There must be a God over all. That God may tell us not to hassle the people who don't believe in Him, and that is precisely what the triune God does tell us. In this mere Christendom I am talking about (you know, the idyllic one, down the road), Muslims could come from other lands and live peaceably, they could buy and sell, write letters to the editor, own property, have that property protected by the cops, and worship Allah in their hearts and homes. What they could not do is argue that minnarets have the same rights of public expression that church bells do. The public space would belong to Jesus.
Our secular gods promised to do exactly this kind of thing, saying that if we kept this public space "neutral" (as they defined neutral), then all would be allowed to do our own thing on our own time. But this secularism is teetering, and is clearly displaying its hostility to the Christian faith. What I am saying here is that a Christian settlement would do a better job of protecting the true rights of Muslims and secularists, than secularists do in protecting the rights of Christians.
The argument goes this way. If I wanted Muslims to have the right to refuse baptism (which I would certainly want), then I would have to argue that case in the name of Jesus, and from the Bible. Obviously, I think that it can be done. But if I wanted to argue from the premises of secularism that all of us are anything more than meat, bones, and protoplasm, where do I go to make the argument? The implications of a godless universe have worked their way into the structure of our laws, and it is not too long afterwards that the darkness falls. And it won't be the kind of night that you can dance away.

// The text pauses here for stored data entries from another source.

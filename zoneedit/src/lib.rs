pub mod model;
pub mod mapper;
pub mod scene;
pub mod throttle;
pub mod geometry {
    pub mod math;
    pub mod tolerance;
}
pub mod algorithms {
    pub mod hit;
}
mod json;

use std::collections::HashSet;

use serde_json::Value;

use geometry::tolerance::{CLOSE_RADIUS_PX, MIN_POLYGON_VERTICES};
use mapper::SurfaceMap;
use model::{default_polygon, Cursor, Hit, Key, Mode, Vertex, Zone};
use throttle::PublishGate;

/// Quiet period before hover is recomputed after the pointer last moved.
pub const HOVER_DEBOUNCE_MS: f64 = 50.0;

/// What the host must do after an input event. `publish` means "invoke the
/// owner callback with the current zone list now"; `schedule` means a
/// deferred publish or hover recompute is owed and `poll` should be driven
/// on upcoming frame boundaries until it clears.
#[derive(Clone, Copy, Debug, Default, PartialEq, Eq)]
pub struct Outcome {
    pub redraw: bool,
    pub publish: bool,
    pub schedule: bool,
}

impl Outcome {
    fn redraw_only() -> Outcome {
        Outcome { redraw: true, publish: false, schedule: false }
    }
}

/// The zone editor: the authoritative working copy of the zone list plus
/// the ephemeral session state (selection, mode, draft, hover).
///
/// The zone list itself is owned by the application; `set_zones_value`
/// replaces the working copy wholesale and `zones_value` / the `publish`
/// flag on [`Outcome`] carry changes back. All timing is injected through
/// `now_ms` parameters; the editor never reads a clock.
pub struct Editor {
    pub(crate) zones: Vec<Zone>,
    pub(crate) selected_zone: Option<usize>,
    pub(crate) selected_vertex: Option<usize>,
    pub(crate) mode: Mode,
    pub(crate) draft: Vec<Vertex>,
    pub(crate) hover: Option<Hit>,
    pub(crate) pending_hover: Option<(f32, f32, f64)>, // pixel pos + arrival time
    pub(crate) surface: SurfaceMap,
    pub(crate) image: Option<String>,
    pub(crate) disabled: bool,
    pub(crate) gate: PublishGate,
    next_zone_seq: u64,
}
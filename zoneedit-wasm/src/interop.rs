use js_sys::{Float32Array, Object, Reflect};
use wasm_bindgen::JsValue;

pub fn new_obj() -> Object { Object::new() }
pub fn set_kv(obj: &Object, k: &str, v: &JsValue) {
    let _ = Reflect::set(obj, &JsValue::from_str(k), v);
}
pub fn arr_f32(slice: &[f32]) -> Float32Array {
    let arr = Float32Array::new_with_length(slice.len() as u32);
    arr.copy_from(slice); arr
}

When tolerance becomes a universal virtue, suspended upon its own air hook and nothing else, then you come to think you can't say no to virtually anything -- including those things which will issue a fatwa against your silly views of tolerance. The universally tolerant do say no to one thing, however, and that is to any idea of Christendom. If you mention sharia law, they will talk about the rich cultural diversity that is found in certain parts of Ohio. But if you mention biblical theonomy, as being perhaps more attractive in other parts of Ohio, you will find these folks with heads between their knees, breathing into paper bags, in preparation for writing a hysterial letter to the editor. This is because universal toleration is suicidal. In Proverbs, Wisdom says that all who hate her love death (Prov. 8:36), and they really do.

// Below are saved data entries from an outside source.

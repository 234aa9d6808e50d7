use serde::Serialize;

use crate::algorithms::hit::pixel_ring;
use crate::geometry::math::centroid;
use crate::geometry::tolerance::MIN_POLYGON_VERTICES;
use crate::model::{Cursor, Hit, Mode};
use crate::Editor;

pub const CAPTION_START: &str = "Click to start";
pub const CAPTION_NEED_MORE: &str = "Click to add more points (minimum 3)";
pub const CAPTION_CLOSE: &str = "Click the first point or use Complete to finish";
pub const PLACEHOLDER_NO_IMAGE: &str = "No camera frame available";

/// Paint emphasis. `Back` zones are context at reduced opacity; the single
/// `Front` zone is the one being edited and paints above all siblings.
#[derive(Clone, Copy, Debug, PartialEq, Eq, Serialize)]
#[serde(rename_all = "lowercase")]
pub enum Emphasis {
    Back,
    Front,
}

#[derive(Clone, Copy, Debug, PartialEq, Serialize)]
pub struct ScenePoint {
    pub x: f32,
    pub y: f32,
}

#[derive(Clone, Copy, Debug, PartialEq, Serialize)]
pub struct SceneHandle {
    pub x: f32,
    pub y: f32,
    pub halo: bool,
}

#[derive(Clone, Debug, Serialize)]
pub struct SceneZone {
    /// Index into the editor's zone list, not paint order.
    pub zone: usize,
    pub id: String,
    /// Closed ring in surface pixel space.
    pub points: Vec<ScenePoint>,
    /// Anchor for the id label.
    pub label: ScenePoint,
    pub emphasis: Emphasis,
    /// Empty unless the zone is selected or hovered.
    pub handles: Vec<SceneHandle>,
    #[serde(skip_serializing_if = "Option::is_none")]
    pub in_count: Option<u64>,
    #[serde(skip_serializing_if = "Option::is_none")]
    pub out_count: Option<u64>,
    #[serde(skip_serializing_if = "Option::is_none")]
    pub current_count: Option<u64>,
}

#[derive(Clone, Debug, Serialize)]
pub struct SceneDraft {
    pub points: Vec<ScenePoint>,
    /// Open path until three points exist.
    pub closed: bool,
    pub caption: &'static str,
}

/// Display list for the host canvas, ordered back-to-front: background
/// image (or placeholder), `zones` in paint order, then `draft`.
#[derive(Clone, Debug, Serialize)]
pub struct Scene {
    #[serde(skip_serializing_if = "Option::is_none")]
    pub image: Option<String>,
    #[serde(skip_serializing_if = "Option::is_none")]
    pub placeholder: Option<&'static str>,
    pub zones: Vec<SceneZone>,
    #[serde(skip_serializing_if = "Option::is_none")]
    pub draft: Option<SceneDraft>,
    pub cursor: Cursor,
}

pub(crate) fn scene_impl(ed: &Editor) -> Scene {
    let cursor = cursor_for(ed.mode, ed.hover, ed.disabled);
    // No frame, no geometry: the placeholder message stands in for it all.
    let Some(image) = ed.image.clone() else {
        return Scene {
            image: None,
            placeholder: Some(PLACEHOLDER_NO_IMAGE),
            zones: Vec::new(),
            draft: None,
            cursor,
        };
    };

    let mut zones = Vec::with_capacity(ed.zones.len());
    for (zi, z) in ed.zones.iter().enumerate() {
        if ed.selected_zone == Some(zi) {
            continue;
        }
        zones.push(scene_zone(ed, zi, Emphasis::Back));
    }
    if let Some(zi) = ed.selected_zone {
        if zi < ed.zones.len() {
            zones.push(scene_zone(ed, zi, Emphasis::Front));
        }
    }

    let draft = match ed.mode {
        Mode::Drawing => Some(SceneDraft {
            points: ed
                .draft
                .iter()
                .map(|v| {
                    let (x, y) = ed.surface.to_px(v.x, v.y);
                    ScenePoint { x, y }
                })
                .collect(),
            closed: ed.draft.len() >= MIN_POLYGON_VERTICES,
            caption: match ed.draft.len() {
                0 => CAPTION_START,
                1 | 2 => CAPTION_NEED_MORE,
                _ => CAPTION_CLOSE,
            },
        }),
        _ => None,
    };

    Scene { image: Some(image), placeholder: None, zones, draft, cursor }
}

fn scene_zone(ed: &Editor, zi: usize, emphasis: Emphasis) -> SceneZone {
    let z = &ed.zones[zi];
    let ring = pixel_ring(z, &ed.surface);
    let (cx, cy) = centroid(&ring);

    // Handles are clutter on context zones: only the selected zone, the
    // hovered zone and the draft show them.
    let hovered = ed.hover.map(|h| h.zone()) == Some(zi);
    let selected = ed.selected_zone == Some(zi);
    let handles = if selected || hovered {
        let hover_vertex = match ed.hover {
            Some(Hit::Vertex { zone, vertex, .. }) if zone == zi => Some(vertex),
            _ => None,
        };
        let selected_vertex = if selected { ed.selected_vertex } else { None };
        ring.iter()
            .enumerate()
            .map(|(vi, &(x, y))| SceneHandle {
                x,
                y,
                halo: selected_vertex == Some(vi) || hover_vertex == Some(vi),
            })
            .collect()
    } else {
        Vec::new()
    };

    SceneZone {
        zone: zi,
        id: z.id.clone(),
        points: ring.into_iter().map(|(x, y)| ScenePoint { x, y }).collect(),
        label: ScenePoint { x: cx, y: cy },
        emphasis,
        handles,
        in_count: z.in_count,
        out_count: z.out_count,
        current_count: z.current_count,
    }
}

pub(crate) fn cursor_for(mode: Mode, hover: Option<Hit>, disabled: bool) -> Cursor {
    if disabled {
        return Cursor::Default;
    }
    match mode {
        Mode::Drawing => Cursor::Crosshair,
        Mode::DraggingVertex { .. } => Cursor::Move,
        Mode::Idle => match hover {
            Some(Hit::Vertex { .. }) => Cursor::Move,
            Some(Hit::Edge { .. }) | Some(Hit::Body { .. }) => Cursor::Pointer,
            None => Cursor::Default,
        },
    }
}
pub fn seg_distance_sq(px: f32, py: f32, x1: f32, y1: f32, x2: f32, y2: f32) -> (f32, f32) {
    let vx = x2 - x1; let vy = y2 - y1;
    let wx = px - x1; let wy = py - y1;
    let vv = vx*vx + vy*vy;
    let mut t = if vv > 0.0 { (wx*vx + wy*vy) / vv } else { 0.0 };
    if t < 0.0 { t = 0.0; } else if t > 1.0 { t = 1.0; }
    let projx = x1 + t * vx; let projy = y1 + t * vy;
    let dx = px - projx; let dy = py - projy;
    (dx*dx + dy*dy, t)
}

/// Even-odd ray cast: count crossings of a horizontal ray towards +x.
pub fn point_in_polygon(px: f32, py: f32, pts: &[(f32, f32)]) -> bool {
    let n = pts.len();
    if n < 3 { return false; }
    let mut inside = false;
    let mut j = n - 1;
    for i in 0..n {
        let (xi, yi) = pts[i];
        let (xj, yj) = pts[j];
        if (yi > py) != (yj > py) {
            let t = (py - yi) / (yj - yi);
            if px < xi + t * (xj - xi) { inside = !inside; }
        }
        j = i;
    }
    inside
}

/// Vertex mean; anchor for the zone's id label.
pub fn centroid(pts: &[(f32, f32)]) -> (f32, f32) {
    if pts.is_empty() { return (0.0, 0.0); }
    let mut sx = 0.0; let mut sy = 0.0;
    for &(x, y) in pts { sx += x; sy += y; }
    let n = pts.len() as f32;
    (sx / n, sy / n)
}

Our fin de siecle secularism is fully prepared to embrace that which will destroy it pronto, and to shun as a menace that faith which actually invented true toleration.
Tuesday, September 28, 2010
Wednesday, September 22, 2010
There’s a particularly bad argument against those who accept the biblical prohibitions against same-sex sexual acts, and I think I’ve just realized something new about the argument. The Torah prohibitions on male-male sex acts are declared to be an abomination. There are those who want to reconsider how to interpret the biblical texts who want to minimize this statement. They point to the fact that eating shellfish is also an abomination in the Torah, which means it can’t be all that bad to be an abomination in the Torah.
Anyone who has thought for a little bit about the relation Christians see between the Mosaic law and the New Testament should see through such an argument, because the New Testament explicitly affirms the judgment of male-male and female-female sexual relations as bad while explicitly rejecting the dietary laws that the ban on eating shellfish was a part of. So that objection is pretty naive. Any Christian interpretive grid that seeks to minimize the Torah prohibition on same-sex sex acts can’t do so merely because we nowadays think it’s all right to eat shellfish, because there’s explicit allowance of that in the New Testament and explicit continuance of the harsh language about same-sex sex acts.
What occurred to me today, when reading Christopher Wright‘s discussion of Deuteronomy 25, is that there’s a further problem with this objection. It’s not that the occurrence of eating shellfish lowers the negative judgment on homosexuality because an innocent enough act gets called an abomination. It’s the evil of eating shellfish and the other things that fall under this same term that go way up, and that includes the example Wright discusses from Deuteronomy 25 (cheating people in commercial ventures). Eating shellfish in the covenant context of God’s people called together to be separate from their neighbors is tantamount to deciding for yourself what you think God’s standards should have been when he instituted the dietary laws. We can’t read our acceptance of shellfish-eating into how serious eating shellfish would have been taken among those at the time.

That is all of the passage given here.